Data retention and utilization
That data is extremely useful, but it also raises other questions, such as how long data is required to be kept for the various components in a system design. This becomes especially important with IP from startups, which can include everything from software to chiplets or integrated chipsets.

Danielle Baptiste, vice president and general manager for software at Onto Innovation, said that with banks and other high-security applications, data is required to be kept for 5 to 10 years. But with automotive and some industrial and aerospace designs, that data may have to be kept much longer, raising security and competitive issues.

“Data retention has lots of complexities around how certain pieces of data were interlocked with each other, when you could put them in cold storage, or completely purge them,” Baptiste said. “The other side of this is focused on the fact that I may need to use that data within the next 12 months because I want to do trends and analytics. It might be a little bit longer than a year, depending upon how many different fabs are involved or your relationship with your customers, and how many different vendors that end up involved in the whole traceability aspect of the solution. But what you share between those different segments — customer and vendor — becomes interesting from a security standpoint. How much of the data am I revealing? Is it just pure data, or is it my process? And are you making sure that we’re able to shield that effectively?”

What’s also changed is how that data is being used. “You want to share data across the lifecycle stages,” said Synopsys’ Pateras. “We haven’t talked about this in the past. If I have knowledge about my wafer level test, or even design characterization information, I may want to use this in the field to understand trends. If I get field failure information, or delay of a signal because the signal path degrades over time, I want to be able to cross-correlate that to my original wafer data and maybe even drive that back into the design. So there’s definitely this desire to feed data forward and backward. That works especially well if you’re a vertically integrated company. But if you’re not vertically integrated, you have to figure out how to share some of that data. That’s still somewhat of an unsolved problem.”

More of everything
One of the other changes underway is simply doing more inspection, metrology and testing. While this isn’t necessarily different than in the past, there is certainly more of it, and it’s done for longer periods of time, and often at more insertion points from the design-through-manufacturing flow.

“We see a real trend from the customers we’re serving for ‘severe’ metrology,” said Samuel Lesko, product manager in Bruker’s Nano Services Division. “Before they were batch sampling and not really paying attention to quality control as closely because the processes were stable. Now they’re asking for multiple systems that are fully automated and really controlling every single wafer. They need to be able to assure their customers, through the supply chain, that they have manufacturers that are complying with a specification. Within metrology, there is a total shift toward more consistent and systematic control. Every wafer is stamped that it has the right etching depth, the right high for each layer being deposited, and the right depth for a via used for high-power electronics or for sensors used in automotive.”
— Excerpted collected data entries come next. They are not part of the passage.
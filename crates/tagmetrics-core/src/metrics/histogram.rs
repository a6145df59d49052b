use std::fmt;
use std::sync::Arc;

use parking_lot::Mutex;
use rand::Rng;

/// Reservoir size of the uniform sample backing every histogram.
pub const SAMPLE_SIZE: usize = 1028;

/// Uniform reservoir (Vitter's Algorithm R).
#[derive(Debug, Default)]
struct UniformSample {
    count: u64,
    values: Vec<i64>,
}

impl UniformSample {
    fn update(&mut self, v: i64) {
        self.count += 1;
        if self.values.len() < SAMPLE_SIZE {
            self.values.push(v);
            return;
        }
        let r = rand::thread_rng().gen_range(0..self.count);
        if (r as usize) < SAMPLE_SIZE {
            self.values[r as usize] = v;
        }
    }
}

/// Point-in-time distribution statistics of a [`Histogram`].
#[derive(Debug, Clone, Copy, Default, PartialEq)]
pub struct HistogramSnapshot {
    pub count: u64,
    pub min: i64,
    pub max: i64,
    pub mean: f64,
    pub stddev: f64,
    pub median: f64,
    pub p75: f64,
    pub p95: f64,
    pub p99: f64,
    pub p999: f64,
}

/// Distribution of sampled values.
#[derive(Clone, Default)]
pub struct Histogram {
    sample: Arc<Mutex<UniformSample>>,
}

impl fmt::Debug for Histogram {
    fn fmt(&self, f: &mut fmt::Formatter<'_>) -> fmt::Result {
        f.debug_struct("Histogram").field("count", &self.count()).finish()
    }
}

impl Histogram {
    pub fn new() -> Self {
        Self::default()
    }

    pub fn update(&self, v: i64) {
        self.sample.lock().update(v);
    }

    /// Total number of updates, not just the ones still held in the reservoir.
    pub fn count(&self) -> u64 {
        self.sample.lock().count
    }

    /// Clear all samples.
    pub fn clear(&self) {
        let mut s = self.sample.lock();
        s.count = 0;
        s.values.clear();
    }

    pub fn snapshot(&self) -> HistogramSnapshot {
        let (count, mut values) = {
            let s = self.sample.lock();
            (s.count, s.values.clone())
        };
        if values.is_empty() {
            return HistogramSnapshot { count, ..HistogramSnapshot::default() };
        }
        values.sort_unstable();

        let n = values.len() as f64;
        let mean = values.iter().map(|&v| v as f64).sum::<f64>() / n;
        let variance = values
            .iter()
            .map(|&v| {
                let d = v as f64 - mean;
                d * d
            })
            .sum::<f64>()
            / n;

        HistogramSnapshot {
            count,
            min: values[0],
            max: values[values.len() - 1],
            mean,
            stddev: variance.sqrt(),
            median: percentile(&values, 0.5),
            p75: percentile(&values, 0.75),
            p95: percentile(&values, 0.95),
            p99: percentile(&values, 0.99),
            p999: percentile(&values, 0.999),
        }
    }

    pub fn same_as(&self, other: &Histogram) -> bool {
        Arc::ptr_eq(&self.sample, &other.sample)
    }
}

/// Linear interpolation at position `p * (n + 1)` over sorted values.
fn percentile(sorted: &[i64], p: f64) -> f64 {
    let len = sorted.len();
    let pos = p * (len as f64 + 1.0);
    if pos < 1.0 {
        sorted[0] as f64
    } else if pos >= len as f64 {
        sorted[len - 1] as f64
    } else {
        let idx = pos as usize;
        let lower = sorted[idx - 1] as f64;
        let upper = sorted[idx] as f64;
        lower + (pos - pos.floor()) * (upper - lower)
    }
}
The same is happening in inspection, where automakers are requiring 100% coverage. “Even if you have done everything functionally, and you checked it all out before the chip leaves the fab, as it goes through subsequent downstream processing —heating things up, soldering, literally gluing parts together, wire bonding — things shift,” said Subodh Kulkarni, CEO of CyberOptics. “So even though you’re not supposed to move anything, things apparently move enough to create a problem. The chips or packages are coming down the line and everything looks okay functionally, but by the time it’s shipped out into the field, you may have infant mortality or a failure six months down the road because the I/O check was done before everything settled into place. Everything is not as settled as you would think it should be.”

As a result, every process is more focused, and often more time-consuming and expensive. “We do see significant accuracy requirements that are demanding more from a tester than previously,” said Chuck Carline, senior manager of factory applications in Teradyne‘s Precision Power & Analog Division. “Because this is a safety space, there is an increased test intensity for high-voltage stress. The idea is that it will activate defects in the silicon that might otherwise be hidden. It’s a way to weed out latent defects, replacing what would previously be a burn-in step. It’s a different way of attacking the same problem.”

That adds other potential concerns, though. High-voltage stress can damage a chip or package, so it needs to be done with great accuracy. “Everyone wants to stress it as high as their process will allow,” Carline said. “It’s a little bit of each manufacturer’s secret sauce as to how long they do that, because you need to make sure you’re not damaging the part. They will do things like post-stress leakage to make sure parts are still good after the test, and that there are no issues with the gate oxide in the BCD (bipolar-CMOS-DMOS) process for analog chips.”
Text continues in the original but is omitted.